Adding this interface plus an implementing class, plus three interfaces and
three classes to hide the generic parameter is, IMHO, a bit too much to
support for this kind of syntactic sugar.

However, if we do want to provide the utility, maybe that it should be considered
as such and _not_ as a solver by itself. E.g. some method "refine" in some
utility class:

public static double refine(UnivariateRealFunction f,
                            double baseRoot,
                            BracketingSolver solver,
                            double epsilon,
                            AllowedSolutions solutionType) {
    // ...
}
where "baseRoot" is the root to refine (and we don't care how it was
obtained).

> 
> I'm not sure if it is easy to do, but I think it would be better to check if it is necessary
to use the 'fallback' bracketing solver.
> If a non-bracketing solver already returned a solution that is on a valid side,
> then that answer should be used, and the use of the fallback solver should be avoided.
> I think we can do this by evaluating the function that the returned solution and the
> absolute tolerance before or after it (depending on the requested solution).
> Also, the found solution is extended on both sides to obtain an interval,
> which is then passed to the bracketing solver.

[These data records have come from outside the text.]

mod types;

pub use types::*;

use crate::{Error, Result};
use std::{env, path::PathBuf};

/// Where the settings came from, reported once logging is up.
#[derive(Debug, Clone, PartialEq, Eq)]
pub enum ConfigSource {
    File(String),
    /// The file was absent; defaults plus environment were used.
    Defaults { missing: String },
}

#[derive(Debug, Clone)]
pub struct LoadedConfig {
    pub config: Config,
    pub source: ConfigSource,
    pub dotenv: Option<PathBuf>,
}

/// Loads `.env`, the YAML config file and environment overrides, in that order.
pub async fn load() -> Result<LoadedConfig> {
    let dotenv = dotenvy::dotenv().ok();

    let config_path = env::var("CONFIG_PATH").unwrap_or_else(|_| "config.yaml".to_string());

    let mut loaded = load_from(&config_path, |key| env::var(key).ok()).await?;
    loaded.dotenv = dotenv;

    Ok(loaded)
}

/// Reads the YAML file at `config_path` (if present) and applies `env` on top.
pub async fn load_from<F>(config_path: &str, env: F) -> Result<LoadedConfig>
where
    F: Fn(&str) -> Option<String>,
{
    let (contents, source) = match tokio::fs::read_to_string(config_path).await {
        Ok(contents) => (Some(contents), ConfigSource::File(config_path.to_string())),
        Err(e) if e.kind() == std::io::ErrorKind::NotFound => (
            None,
            ConfigSource::Defaults {
                missing: config_path.to_string(),
            },
        ),
        Err(e) => return Err(e.into()),
    };

    Ok(LoadedConfig {
        config: Config::from_sources(contents.as_deref(), env)?,
        source,
        dotenv: None,
    })
}

impl Config {
    /// Builds a config from optional YAML text and an environment lookup.
    ///
    /// Environment values win over the file. Empty values are treated as unset.
    pub fn from_sources<F>(yaml: Option<&str>, env: F) -> Result<Self>
    where
        F: Fn(&str) -> Option<String>,
    {
        let mut config: Config = match yaml {
            Some(contents) if !contents.trim().is_empty() => serde_yaml::from_str(contents)?,
            _ => Config::default(),
        };

        let var = |key: &str| env(key).filter(|value| !value.trim().is_empty());

        if let Some(provider) = var("LLM_PROVIDER") {
            let provider: Provider = provider.parse()?;
            // File settings written for another provider must not follow the switch.
            if provider != config.llm.provider {
                config.llm.api_key = None;
                config.llm.model = None;
                config.llm.base_url = None;
            }
            config.llm.provider = provider;
        }
        if let Some(model) = var("LLM_MODEL") {
            config.llm.model = Some(model);
        }
        if let Some(base_url) = var("LLM_BASE_URL") {
            config.llm.base_url = Some(base_url);
        }
        if let Some(api_key) = var(config.llm.provider.api_key_var()) {
            config.llm.api_key = Some(api_key);
        }
        if config.llm.api_key.as_deref().is_some_and(|key| key.trim().is_empty()) {
            config.llm.api_key = None;
        }

        if let Some(host) = var("HOST") {
            config.server.host = host;
        }
        if let Some(port) = var("PORT") {
            config.server.port = port
                .parse()
                .map_err(|_| Error::config(format!("Invalid PORT value: '{}'", port)))?;
        }
        if let Some(level) = var("LOG_LEVEL") {
            config.server.logs.level = level;
        }

        Ok(config)
    }
}

#[cfg(test)]
mod tests {
    use super::*;
    use pretty_assertions::assert_eq;
    use std::collections::HashMap;

    fn env_from(pairs: &[(&str, &str)]) -> impl Fn(&str) -> Option<String> {
        let map: HashMap<String, String> = pairs
            .iter()
            .map(|(k, v)| (k.to_string(), v.to_string()))
            .collect();
        move |key| map.get(key).cloned()
    }

    #[test]
    fn test_defaults_without_file_or_env() {
        let config = Config::from_sources(None, env_from(&[])).unwrap();

        assert_eq!(config.llm.provider, Provider::Gemini);
        assert_eq!(config.llm.model(), "gemini-1.5-flash");
        assert!(config.llm.api_key.is_none());
        assert_eq!(config.server.host, "0.0.0.0");
        assert_eq!(config.server.port, 8080);
        assert_eq!(config.server.logs.level, "info");
    }

    #[test]
    fn test_gemini_key_read_from_env() {
        let config =
            Config::from_sources(None, env_from(&[("GEMINI_API_KEY", "secret")])).unwrap();
        assert_eq!(config.llm.api_key.as_deref(), Some("secret"));
    }

    #[test]
    fn test_key_for_other_provider_is_ignored() {
        let config =
            Config::from_sources(None, env_from(&[("OPENAI_API_KEY", "sk-test")])).unwrap();
        assert!(config.llm.api_key.is_none());
    }

    #[test]
    fn test_empty_env_value_counts_as_unset() {
        let config = Config::from_sources(None, env_from(&[("GEMINI_API_KEY", "  ")])).unwrap();
        assert!(config.llm.api_key.is_none());
    }

    #[test]
    fn test_env_overrides_yaml() {
        let yaml = r#"
server:
  port: 9000
llm:
  provider: gemini
  api_key: from-file
"#;
        let config = Config::from_sources(
            Some(yaml),
            env_from(&[
                ("LLM_PROVIDER", "openai"),
                ("OPENAI_API_KEY", "sk-env"),
                ("PORT", "9100"),
            ]),
        )
        .unwrap();

        assert_eq!(config.llm.provider, Provider::OpenAi);
        assert_eq!(config.llm.model(), "gpt-3.5-turbo");
        assert_eq!(config.llm.api_key.as_deref(), Some("sk-env"));
        assert_eq!(config.server.port, 9100);
    }

    #[test]
    fn test_provider_switch_drops_file_credentials() {
        let yaml = r#"
llm:
  provider: gemini
  api_key: gemini-file-key
  model: gemini-1.5-pro
  base_url: http://gemini.internal/v1beta
"#;
        let config =
            Config::from_sources(Some(yaml), env_from(&[("LLM_PROVIDER", "openai")])).unwrap();

        assert_eq!(config.llm.provider, Provider::OpenAi);
        assert!(config.llm.api_key.is_none());
        assert!(config.llm.base_url.is_none());
        assert_eq!(config.llm.model(), "gpt-3.5-turbo");
    }

    #[test]
    fn test_same_provider_override_keeps_file_key() {
        let yaml = "llm:\n  provider: gemini\n  api_key: gemini-file-key\n";
        let config =
            Config::from_sources(Some(yaml), env_from(&[("LLM_PROVIDER", "Gemini")])).unwrap();

        assert_eq!(config.llm.api_key.as_deref(), Some("gemini-file-key"));
    }

    #[test]
    fn test_invalid_port_is_rejected() {
        let result = Config::from_sources(None, env_from(&[("PORT", "eighty")]));
        assert!(matches!(result, Err(Error::Config(_))));
    }

    #[test]
    fn test_unknown_provider_is_rejected() {
        let result = Config::from_sources(None, env_from(&[("LLM_PROVIDER", "claude")]));
        assert!(result.unwrap_err().to_string().contains("Unknown LLM provider"));
    }

    #[test]
    fn test_invalid_yaml_is_rejected() {
        let result = Config::from_sources(Some("server: [unclosed"), env_from(&[]));
        assert!(matches!(result, Err(Error::Yaml(_))));
    }
}
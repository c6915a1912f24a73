use serde::{Deserialize, Serialize};
use std::fmt;
use std::str::FromStr;

#[derive(Debug, Clone, Default, Serialize, Deserialize)]
pub struct Config {
    #[serde(default)]
    pub llm: LlmConfig,
    #[serde(default)]
    pub server: ServerConfig,
}

#[derive(Debug, Clone, Default, Serialize, Deserialize)]
pub struct LlmConfig {
    #[serde(default)]
    pub provider: Provider,
    #[serde(default)]
    pub base_url: Option<String>,
    #[serde(default)]
    pub api_key: Option<String>,
    #[serde(default)]
    pub model: Option<String>,
    #[serde(default)]
    pub system_prompt: Option<String>,
    #[serde(default)]
    pub temperature: Option<f32>,
    #[serde(default)]
    pub max_output_tokens: Option<u32>,
}

#[derive(Debug, Clone, Copy, Default, PartialEq, Eq, Serialize, Deserialize)]
pub enum Provider {
    #[default]
    #[serde(rename = "gemini")]
    Gemini,
    #[serde(rename = "openai")]
    OpenAi,
}

#[derive(Debug, Clone, Serialize, Deserialize)]
pub struct ServerConfig {
    #[serde(default = "default_host")]
    pub host: String,
    #[serde(default = "default_port")]
    pub port: u16,
    #[serde(default)]
    pub logs: LogsConfig,
}

#[derive(Debug, Clone, Serialize, Deserialize)]
pub struct LogsConfig {
    #[serde(default = "default_log_level")]
    pub level: String,
}

impl LlmConfig {
    /// Model name, falling back to the provider's default.
    pub fn model(&self) -> &str {
        self.model
            .as_deref()
            .unwrap_or_else(|| self.provider.default_model())
    }
}

impl Provider {
    /// Environment variable holding this provider's credential.
    pub fn api_key_var(&self) -> &'static str {
        match self {
            Self::Gemini => "GEMINI_API_KEY",
            Self::OpenAi => "OPENAI_API_KEY",
        }
    }

    pub fn default_model(&self) -> &'static str {
        match self {
            Self::Gemini => "gemini-1.5-flash",
            Self::OpenAi => "gpt-3.5-turbo",
        }
    }

    /// Human-readable name used in error messages.
    pub fn display_name(&self) -> &'static str {
        match self {
            Self::Gemini => "Gemini",
            Self::OpenAi => "OpenAI",
        }
    }
}

impl fmt::Display for Provider {
    fn fmt(&self, f: &mut fmt::Formatter<'_>) -> fmt::Result {
        match self {
            Self::Gemini => write!(f, "gemini"),
            Self::OpenAi => write!(f, "openai"),
        }
    }
}

impl FromStr for Provider {
    type Err = crate::Error;

    fn from_str(s: &str) -> Result<Self, Self::Err> {
        match s.trim().to_ascii_lowercase().as_str() {
            "gemini" => Ok(Self::Gemini),
            "openai" => Ok(Self::OpenAi),
            other => Err(crate::Error::config(format!(
                "Unknown LLM provider: '{}'. Valid providers: gemini, openai",
                other
            ))),
        }
    }
}

impl Default for ServerConfig {
    fn default() -> Self {
        Self {
            host: default_host(),
            port: default_port(),
            logs: LogsConfig::default(),
        }
    }
}

impl Default for LogsConfig {
    fn default() -> Self {
        Self {
            level: default_log_level(),
        }
    }
}

fn default_host() -> String {
    "0.0.0.0".to_string()
}

fn default_port() -> u16 {
    8080
}

fn default_log_level() -> String {
    "info".to_string()
}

If there is another root at the 'wrong'
> side of the first solution, can we guarantee that the correct side is found?
> Maybe we should only extend it to the direction where we need to find the new bracketed
solution?

Indeed, these are good questions. Once we agree on the interface, they should
probably be the next steps to improve the functionality.

> 
> I kind of like AllowedSolutions as argument to the solve(...) method.
> I think it would be an improvement over a setAllowedSolutions, as it would make the feature
more prominent.
> A version of the method without the argument should have the backwards compatible behavior
of
> EITHER_SIDE (ANY_SIDE).

Indeed, that's what is supposed to happen with the (untested) code I had
proposed.

> Either non-bracketing solvers should not have to implement the extended version of the
method, or they
> should throw UnsupportedExceptions for solutions that they can not guarantee.

In principle, you are right.
But in practice, we'd add an efficiency penalty to the algorithm by checking
for unused arguments instead of simply ignoring them and assuming that the
user knows what he does.

> 
> Question: what other solvers that are available maintain a bracketed solution, besides
the secant-based methods?

"BrentSolver" (referring to Luc's nice ASCII art picture a few posts ago).